Start of Block

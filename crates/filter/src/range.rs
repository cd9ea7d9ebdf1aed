use crate::Predicate;
use crate::error::{ErrorKind, Result};
use exn::ResultExt;
use trove_record::Record;

/// A closed interval of 1-based record indices.
pub type Interval = (u64, u64);

/// Accepts records whose position in the run falls inside a set of intervals.
///
/// Every call advances a 1-based counter. Once the counter passes the upper
/// bound of the last interval no later record can match, so the predicate
/// raises [`ErrorKind::Stop`] instead of rejecting.
#[derive(Debug, Clone)]
pub struct RangePredicate {
    ranges: Vec<Interval>,
    index: u64,
    upper: u64,
}

impl RangePredicate {
    pub fn new(spec: &str) -> Result<Self> {
        let ranges = optimize_range(parse_range(spec)?);
        let upper = ranges.last().map_or(0, |(_, upper)| *upper);
        Ok(Self { ranges, index: 0, upper })
    }

    pub fn ranges(&self) -> &[Interval] {
        &self.ranges
    }

    /// How many records have been checked so far.
    pub fn index(&self) -> u64 {
        self.index
    }
}

impl Predicate for RangePredicate {
    fn check(&mut self, _url: &str, _record: &Record) -> Result<bool> {
        self.index = self.index.saturating_add(1);
        if self.index > self.upper {
            tracing::debug!(index = self.index, upper = self.upper, "range exhausted");
            exn::bail!(ErrorKind::Stop);
        }
        Ok(self.ranges.iter().any(|(lower, upper)| (*lower..=*upper).contains(&self.index)))
    }
}

/// Parses a comma-separated list of indices (`4`) and ranges (`2-6`, `-3`,
/// `10-`). An open start means 1, an open end means [`u64::MAX`], reversed
/// bounds are swapped and empty groups are ignored.
pub fn parse_range(spec: &str) -> Result<Vec<Interval>> {
    let mut ranges = Vec::new();
    for group in spec.split(',') {
        if group.is_empty() {
            continue;
        }
        let (begin, end) = match group.split_once('-') {
            None => {
                let index = bound(group, spec)?;
                (index, index)
            },
            Some((first, last)) => {
                let begin = if first.trim().is_empty() { 1 } else { bound(first, spec)? };
                let end = if last.trim().is_empty() { u64::MAX } else { bound(last, spec)? };
                (begin, end)
            },
        };
        ranges.push(if begin <= end { (begin, end) } else { (end, begin) });
    }
    Ok(ranges)
}

fn bound(text: &str, spec: &str) -> Result<u64> {
    text.trim().parse::<u64>().or_raise(|| ErrorKind::Range(spec.to_string()))
}

/// Sorts intervals and merges those that overlap or are separated by a gap of
/// at most one.
pub fn optimize_range(mut ranges: Vec<Interval>) -> Vec<Interval> {
    if ranges.len() <= 1 {
        return ranges;
    }
    ranges.sort_unstable();
    let mut merged: Vec<Interval> = Vec::with_capacity(ranges.len());
    for (lower, upper) in ranges {
        match merged.last_mut() {
            Some((_, end)) if lower <= end.saturating_add(1) => *end = (*end).max(upper),
            _ => merged.push((lower, upper)),
        }
    }
    merged
}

End of Block

▶ [Activity]: Beginning from the line that contains "for (lower, upper)", give each line again exactly, through the final line of the records.

▶ [Output for this task]:
    for (lower, upper) in ranges {
        match merged.last_mut() {
            Some((_, end)) if lower <= end.saturating_add(1) => *end = (*end).max(upper),
            _ => merged.push((lower, upper)),
        }
    }
    merged
}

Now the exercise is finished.